((
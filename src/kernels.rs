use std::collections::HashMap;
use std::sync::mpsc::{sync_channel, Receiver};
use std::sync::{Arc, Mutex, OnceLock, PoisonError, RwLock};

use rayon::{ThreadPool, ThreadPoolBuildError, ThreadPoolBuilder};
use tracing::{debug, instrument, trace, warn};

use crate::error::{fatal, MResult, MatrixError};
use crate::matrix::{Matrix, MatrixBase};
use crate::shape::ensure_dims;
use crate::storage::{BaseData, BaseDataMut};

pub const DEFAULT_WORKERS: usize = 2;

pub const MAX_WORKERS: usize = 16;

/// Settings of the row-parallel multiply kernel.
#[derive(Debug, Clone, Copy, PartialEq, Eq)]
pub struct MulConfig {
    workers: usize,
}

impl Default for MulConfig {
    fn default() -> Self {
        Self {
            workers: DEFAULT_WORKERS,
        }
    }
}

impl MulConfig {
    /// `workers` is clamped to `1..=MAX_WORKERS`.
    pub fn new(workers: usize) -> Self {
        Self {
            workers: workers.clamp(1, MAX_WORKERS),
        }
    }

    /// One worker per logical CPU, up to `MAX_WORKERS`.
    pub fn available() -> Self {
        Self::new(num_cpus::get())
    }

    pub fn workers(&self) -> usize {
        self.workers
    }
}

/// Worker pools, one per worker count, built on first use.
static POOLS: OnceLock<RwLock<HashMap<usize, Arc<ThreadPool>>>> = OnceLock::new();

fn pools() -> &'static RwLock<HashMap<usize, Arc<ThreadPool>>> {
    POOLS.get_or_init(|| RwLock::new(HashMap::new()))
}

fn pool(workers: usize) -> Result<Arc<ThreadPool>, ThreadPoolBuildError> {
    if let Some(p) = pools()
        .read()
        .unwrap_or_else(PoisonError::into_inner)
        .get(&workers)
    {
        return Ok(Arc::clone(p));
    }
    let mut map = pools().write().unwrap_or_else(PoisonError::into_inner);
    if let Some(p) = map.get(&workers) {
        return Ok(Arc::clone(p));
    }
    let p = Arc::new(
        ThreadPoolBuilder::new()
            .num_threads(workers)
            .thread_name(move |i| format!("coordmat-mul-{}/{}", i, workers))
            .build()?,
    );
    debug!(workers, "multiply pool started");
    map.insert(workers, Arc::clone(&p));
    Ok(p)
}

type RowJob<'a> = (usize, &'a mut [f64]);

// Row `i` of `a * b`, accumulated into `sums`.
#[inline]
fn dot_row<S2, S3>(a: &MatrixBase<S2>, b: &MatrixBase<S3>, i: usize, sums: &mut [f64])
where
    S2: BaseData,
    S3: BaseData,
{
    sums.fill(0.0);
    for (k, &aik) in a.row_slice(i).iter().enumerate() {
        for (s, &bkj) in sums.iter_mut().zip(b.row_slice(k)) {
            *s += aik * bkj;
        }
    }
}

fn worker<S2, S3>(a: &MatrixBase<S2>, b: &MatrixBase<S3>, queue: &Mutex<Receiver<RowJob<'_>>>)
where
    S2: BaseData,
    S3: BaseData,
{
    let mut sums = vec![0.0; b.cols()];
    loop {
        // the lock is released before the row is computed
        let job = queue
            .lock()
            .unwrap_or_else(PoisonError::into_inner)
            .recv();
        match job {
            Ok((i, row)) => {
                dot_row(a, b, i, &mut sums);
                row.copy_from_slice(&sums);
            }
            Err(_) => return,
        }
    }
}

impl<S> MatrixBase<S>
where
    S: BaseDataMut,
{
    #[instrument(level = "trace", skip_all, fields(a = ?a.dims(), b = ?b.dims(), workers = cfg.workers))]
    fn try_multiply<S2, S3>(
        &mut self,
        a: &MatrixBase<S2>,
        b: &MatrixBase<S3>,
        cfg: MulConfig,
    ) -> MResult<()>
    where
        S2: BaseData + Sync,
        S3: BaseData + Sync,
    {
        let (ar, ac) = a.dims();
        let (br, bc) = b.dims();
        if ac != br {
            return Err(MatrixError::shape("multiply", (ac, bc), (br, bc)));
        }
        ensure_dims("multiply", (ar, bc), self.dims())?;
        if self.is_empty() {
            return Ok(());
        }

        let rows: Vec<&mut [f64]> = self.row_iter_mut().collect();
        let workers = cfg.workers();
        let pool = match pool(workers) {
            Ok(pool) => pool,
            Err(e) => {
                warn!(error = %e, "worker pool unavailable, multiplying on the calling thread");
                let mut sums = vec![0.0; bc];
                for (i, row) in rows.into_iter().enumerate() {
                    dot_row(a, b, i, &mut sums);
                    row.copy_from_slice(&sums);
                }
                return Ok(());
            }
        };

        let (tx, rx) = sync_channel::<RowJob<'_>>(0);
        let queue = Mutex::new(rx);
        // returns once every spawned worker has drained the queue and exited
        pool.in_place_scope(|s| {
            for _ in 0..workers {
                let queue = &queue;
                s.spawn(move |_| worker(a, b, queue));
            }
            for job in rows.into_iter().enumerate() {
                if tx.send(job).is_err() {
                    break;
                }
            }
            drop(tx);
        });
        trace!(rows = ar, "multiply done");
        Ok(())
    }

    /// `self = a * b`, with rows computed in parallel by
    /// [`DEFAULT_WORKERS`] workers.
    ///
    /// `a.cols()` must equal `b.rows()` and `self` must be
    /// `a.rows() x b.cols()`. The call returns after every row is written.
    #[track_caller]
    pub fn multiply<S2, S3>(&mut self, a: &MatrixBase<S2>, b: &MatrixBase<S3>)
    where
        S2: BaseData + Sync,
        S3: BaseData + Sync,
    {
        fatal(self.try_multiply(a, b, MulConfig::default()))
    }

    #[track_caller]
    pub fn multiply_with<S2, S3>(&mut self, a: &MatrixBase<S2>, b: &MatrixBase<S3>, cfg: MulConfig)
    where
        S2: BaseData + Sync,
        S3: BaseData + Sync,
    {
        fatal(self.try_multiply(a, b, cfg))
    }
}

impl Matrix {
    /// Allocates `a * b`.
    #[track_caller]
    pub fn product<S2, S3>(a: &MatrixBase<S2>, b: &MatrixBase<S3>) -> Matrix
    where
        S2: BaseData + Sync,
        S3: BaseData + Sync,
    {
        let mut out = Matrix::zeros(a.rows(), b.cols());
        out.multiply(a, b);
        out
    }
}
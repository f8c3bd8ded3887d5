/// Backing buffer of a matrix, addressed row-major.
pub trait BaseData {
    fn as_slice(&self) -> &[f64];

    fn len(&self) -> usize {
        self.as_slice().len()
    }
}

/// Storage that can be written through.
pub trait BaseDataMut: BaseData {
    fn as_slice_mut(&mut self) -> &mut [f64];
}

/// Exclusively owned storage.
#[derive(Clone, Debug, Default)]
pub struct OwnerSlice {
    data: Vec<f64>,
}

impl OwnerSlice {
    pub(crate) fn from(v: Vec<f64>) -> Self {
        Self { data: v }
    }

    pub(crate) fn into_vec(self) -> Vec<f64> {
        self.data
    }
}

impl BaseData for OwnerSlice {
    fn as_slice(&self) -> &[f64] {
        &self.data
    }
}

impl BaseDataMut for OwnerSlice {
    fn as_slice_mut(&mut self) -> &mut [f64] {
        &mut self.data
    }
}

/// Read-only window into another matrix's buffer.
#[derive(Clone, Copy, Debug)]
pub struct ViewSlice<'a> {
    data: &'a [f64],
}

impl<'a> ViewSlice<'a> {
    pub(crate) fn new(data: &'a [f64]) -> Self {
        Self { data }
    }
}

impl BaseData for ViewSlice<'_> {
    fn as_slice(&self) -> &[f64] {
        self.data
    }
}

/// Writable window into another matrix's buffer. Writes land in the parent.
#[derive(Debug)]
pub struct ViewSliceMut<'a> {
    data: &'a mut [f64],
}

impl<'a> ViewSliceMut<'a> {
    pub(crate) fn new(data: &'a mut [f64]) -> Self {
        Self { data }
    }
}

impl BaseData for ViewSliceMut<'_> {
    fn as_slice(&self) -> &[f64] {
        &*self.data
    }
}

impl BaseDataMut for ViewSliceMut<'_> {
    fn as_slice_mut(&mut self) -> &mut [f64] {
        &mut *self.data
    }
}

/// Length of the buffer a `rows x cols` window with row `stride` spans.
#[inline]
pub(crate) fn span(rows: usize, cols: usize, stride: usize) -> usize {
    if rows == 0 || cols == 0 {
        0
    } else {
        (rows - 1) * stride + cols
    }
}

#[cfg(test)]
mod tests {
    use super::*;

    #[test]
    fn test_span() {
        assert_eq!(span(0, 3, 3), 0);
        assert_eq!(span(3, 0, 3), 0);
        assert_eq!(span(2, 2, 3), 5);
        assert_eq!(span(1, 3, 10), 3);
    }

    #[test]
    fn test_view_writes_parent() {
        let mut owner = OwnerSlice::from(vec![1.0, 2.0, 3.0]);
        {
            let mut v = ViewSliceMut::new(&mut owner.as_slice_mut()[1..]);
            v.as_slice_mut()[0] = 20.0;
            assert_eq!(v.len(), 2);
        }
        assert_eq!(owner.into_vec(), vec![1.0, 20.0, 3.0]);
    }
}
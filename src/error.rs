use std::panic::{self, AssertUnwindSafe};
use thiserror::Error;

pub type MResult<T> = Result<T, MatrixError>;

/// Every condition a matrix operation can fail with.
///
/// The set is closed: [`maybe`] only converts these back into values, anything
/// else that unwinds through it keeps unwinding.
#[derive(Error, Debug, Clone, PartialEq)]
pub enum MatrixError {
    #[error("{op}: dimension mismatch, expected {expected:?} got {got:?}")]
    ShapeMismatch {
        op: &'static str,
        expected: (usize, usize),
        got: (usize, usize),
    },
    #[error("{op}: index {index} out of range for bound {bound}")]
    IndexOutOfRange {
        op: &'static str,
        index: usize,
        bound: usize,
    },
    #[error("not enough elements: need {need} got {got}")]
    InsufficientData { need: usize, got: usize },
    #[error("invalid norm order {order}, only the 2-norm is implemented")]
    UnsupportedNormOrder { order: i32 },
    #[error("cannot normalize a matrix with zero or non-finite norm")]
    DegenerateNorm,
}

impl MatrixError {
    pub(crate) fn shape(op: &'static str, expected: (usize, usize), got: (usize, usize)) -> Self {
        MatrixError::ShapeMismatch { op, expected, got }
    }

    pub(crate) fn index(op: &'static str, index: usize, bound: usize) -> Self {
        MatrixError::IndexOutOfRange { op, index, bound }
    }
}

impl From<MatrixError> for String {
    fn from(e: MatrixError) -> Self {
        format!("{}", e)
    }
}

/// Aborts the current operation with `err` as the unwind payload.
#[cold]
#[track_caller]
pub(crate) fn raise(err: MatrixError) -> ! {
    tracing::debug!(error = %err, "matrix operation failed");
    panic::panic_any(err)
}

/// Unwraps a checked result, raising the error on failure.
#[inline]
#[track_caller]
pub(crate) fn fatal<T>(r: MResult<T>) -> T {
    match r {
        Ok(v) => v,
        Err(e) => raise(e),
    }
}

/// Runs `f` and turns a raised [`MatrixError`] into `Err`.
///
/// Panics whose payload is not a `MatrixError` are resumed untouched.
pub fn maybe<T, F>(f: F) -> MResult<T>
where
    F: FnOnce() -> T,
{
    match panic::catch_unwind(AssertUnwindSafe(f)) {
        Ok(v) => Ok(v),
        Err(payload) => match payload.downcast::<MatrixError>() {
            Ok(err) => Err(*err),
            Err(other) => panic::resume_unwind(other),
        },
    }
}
))
((
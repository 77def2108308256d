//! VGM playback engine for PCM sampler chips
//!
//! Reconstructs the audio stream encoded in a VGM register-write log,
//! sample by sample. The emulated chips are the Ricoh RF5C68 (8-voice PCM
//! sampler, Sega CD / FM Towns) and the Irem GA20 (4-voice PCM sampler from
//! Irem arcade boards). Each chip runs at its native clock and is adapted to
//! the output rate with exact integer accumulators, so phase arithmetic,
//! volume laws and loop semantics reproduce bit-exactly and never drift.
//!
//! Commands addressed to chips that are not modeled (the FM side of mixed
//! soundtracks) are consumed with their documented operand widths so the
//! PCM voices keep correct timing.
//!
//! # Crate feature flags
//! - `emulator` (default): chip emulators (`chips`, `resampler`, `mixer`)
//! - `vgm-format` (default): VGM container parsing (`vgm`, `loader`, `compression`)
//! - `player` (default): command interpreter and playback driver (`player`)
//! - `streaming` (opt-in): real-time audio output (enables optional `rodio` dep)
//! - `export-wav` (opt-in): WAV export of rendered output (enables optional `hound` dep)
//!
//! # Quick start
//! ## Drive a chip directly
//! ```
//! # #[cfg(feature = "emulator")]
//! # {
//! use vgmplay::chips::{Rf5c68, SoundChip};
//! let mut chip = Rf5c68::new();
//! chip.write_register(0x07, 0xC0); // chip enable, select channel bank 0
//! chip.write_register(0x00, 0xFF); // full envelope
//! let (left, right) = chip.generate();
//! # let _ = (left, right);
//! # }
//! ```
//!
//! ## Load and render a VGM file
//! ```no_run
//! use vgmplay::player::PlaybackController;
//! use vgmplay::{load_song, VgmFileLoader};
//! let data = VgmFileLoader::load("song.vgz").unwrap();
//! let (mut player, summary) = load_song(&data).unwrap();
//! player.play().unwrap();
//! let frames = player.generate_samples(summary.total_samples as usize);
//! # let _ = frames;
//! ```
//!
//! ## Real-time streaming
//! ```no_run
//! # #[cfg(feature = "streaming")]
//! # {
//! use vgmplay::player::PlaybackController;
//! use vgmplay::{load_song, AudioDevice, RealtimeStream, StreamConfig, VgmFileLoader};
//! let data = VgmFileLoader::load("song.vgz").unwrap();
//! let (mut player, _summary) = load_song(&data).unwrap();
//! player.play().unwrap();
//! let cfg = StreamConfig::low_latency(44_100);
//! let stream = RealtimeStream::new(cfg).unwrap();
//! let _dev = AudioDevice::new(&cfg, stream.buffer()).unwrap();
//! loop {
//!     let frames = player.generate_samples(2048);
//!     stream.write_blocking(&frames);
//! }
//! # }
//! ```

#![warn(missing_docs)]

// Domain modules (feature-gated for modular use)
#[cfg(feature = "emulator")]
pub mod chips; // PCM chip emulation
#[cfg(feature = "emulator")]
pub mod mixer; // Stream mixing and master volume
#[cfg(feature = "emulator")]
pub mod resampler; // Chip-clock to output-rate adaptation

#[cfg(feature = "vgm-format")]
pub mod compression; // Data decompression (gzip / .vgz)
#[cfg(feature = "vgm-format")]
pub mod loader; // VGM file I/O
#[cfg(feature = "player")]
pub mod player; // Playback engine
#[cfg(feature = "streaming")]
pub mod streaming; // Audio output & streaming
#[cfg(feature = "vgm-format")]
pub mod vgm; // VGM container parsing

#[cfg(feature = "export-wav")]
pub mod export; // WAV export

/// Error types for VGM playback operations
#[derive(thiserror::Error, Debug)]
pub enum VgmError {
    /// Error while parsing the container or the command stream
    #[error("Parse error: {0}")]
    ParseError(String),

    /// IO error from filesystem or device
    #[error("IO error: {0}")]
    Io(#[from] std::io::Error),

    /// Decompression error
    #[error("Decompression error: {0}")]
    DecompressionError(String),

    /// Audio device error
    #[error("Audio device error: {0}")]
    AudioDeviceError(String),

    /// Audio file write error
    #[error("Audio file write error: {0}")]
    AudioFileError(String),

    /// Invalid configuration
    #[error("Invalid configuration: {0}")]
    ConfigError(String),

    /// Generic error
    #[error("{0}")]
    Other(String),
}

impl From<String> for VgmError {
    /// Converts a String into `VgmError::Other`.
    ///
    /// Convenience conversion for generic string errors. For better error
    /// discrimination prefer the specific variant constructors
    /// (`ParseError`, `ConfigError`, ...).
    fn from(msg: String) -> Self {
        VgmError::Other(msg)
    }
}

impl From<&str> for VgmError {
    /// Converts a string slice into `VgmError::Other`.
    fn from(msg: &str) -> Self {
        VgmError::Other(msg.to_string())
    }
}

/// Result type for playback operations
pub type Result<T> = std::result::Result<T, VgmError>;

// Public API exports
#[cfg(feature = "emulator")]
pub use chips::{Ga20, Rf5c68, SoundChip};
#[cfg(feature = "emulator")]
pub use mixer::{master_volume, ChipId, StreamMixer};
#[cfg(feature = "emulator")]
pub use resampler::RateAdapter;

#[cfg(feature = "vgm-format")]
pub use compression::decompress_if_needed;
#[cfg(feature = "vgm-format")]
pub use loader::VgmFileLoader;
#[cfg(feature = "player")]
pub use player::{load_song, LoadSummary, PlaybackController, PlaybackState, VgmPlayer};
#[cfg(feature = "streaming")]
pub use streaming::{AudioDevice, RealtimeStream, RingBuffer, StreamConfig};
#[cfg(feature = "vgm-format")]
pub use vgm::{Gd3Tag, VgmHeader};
))
Provide the count of lines above containing "AssertUnwindSafe", without any added words.

• [Result for this exercise]: 2